Data to use:

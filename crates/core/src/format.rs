use crate::types::{AnalysisReport, RecommendedPath, SceneRecord};

/// Format seconds as MM:SS timestamp
pub fn format_timestamp(seconds: f64) -> String {
    let mins = (seconds / 60.0) as u32;
    let secs = (seconds % 60.0) as u32;
    format!("{:02}:{:02}", mins, secs)
}

/// Format an analysis report as human-readable markdown
pub fn format_report_readable(report: &AnalysisReport) -> String {
    let mut output = String::new();

    output.push_str("# B-Roll Suggestions\n\n");
    output.push_str(&format!(
        "**Scenes:** {} | **AI-ready:** {} | **Tone:** {} | **Format:** {}\n\n",
        report.scenes.len(),
        report.ai_generate_count(),
        report.tone,
        report.format
    ));
    if report.beats_dropped > 0 {
        output.push_str(&format!(
            "_{} of {} detected beats could not be matched to the script and were skipped._\n\n",
            report.beats_dropped, report.beats_returned
        ));
    }

    for record in &report.scenes {
        output.push_str(&format!(
            "## Scene {} [{}] ({})\n\n",
            record.sequence, record.timestamp, record.tone
        ));
        output.push_str(&format!("**Insert after:** _{}_\n\n", record.insert_after));
        output.push_str("**Generation prompt:**\n\n");
        output.push_str(&format!("    {}\n\n", record.prompt));
        output.push_str(&format!(
            "**Duration:** {}s | **Aspect ratio:** {} | **AI feasibility:** {:.0}%\n\n",
            record.duration,
            record.aspect_ratio,
            record.confidence_score * 100.0
        ));
        match record.recommended_path {
            RecommendedPath::AiGenerate => {
                output.push_str("**Recommended:** generate with an AI video tool\n\n");
            }
            RecommendedPath::StockSearch => {
                output.push_str(&format!(
                    "**Recommended:** stock footage. {}\n\n",
                    record.search_instruction
                ));
            }
        }
    }

    output
}

/// Render records as CSV with a header row. Fields containing a comma,
/// quote or line break are quoted, with embedded quotes doubled.
pub fn records_to_csv(records: &[SceneRecord]) -> String {
    let mut output = SceneRecord::COLUMNS.join(",");
    output.push('\n');

    for record in records {
        let row = record
            .cells()
            .iter()
            .map(|cell| csv_field(cell))
            .collect::<Vec<_>>()
            .join(",");
        output.push_str(&row);
        output.push('\n');
    }

    output
}

pub fn records_to_json(records: &[SceneRecord]) -> serde_json::Result<String> {
    serde_json::to_string_pretty(records)
}

fn csv_field(value: &str) -> String {
    if value.contains([',', '"', '\n', '\r']) {
        format!("\"{}\"", value.replace('"', "\"\""))
    } else {
        value.to_string()
    }
}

Action item:
Match on "seconds" and report each line of the data above that has it.

Output of the task:
/// Format seconds as MM:SS timestamp
pub fn format_timestamp(seconds: f64) -> String {
    let mins = (seconds / 60.0) as u32;
    let secs = (seconds % 60.0) as u32;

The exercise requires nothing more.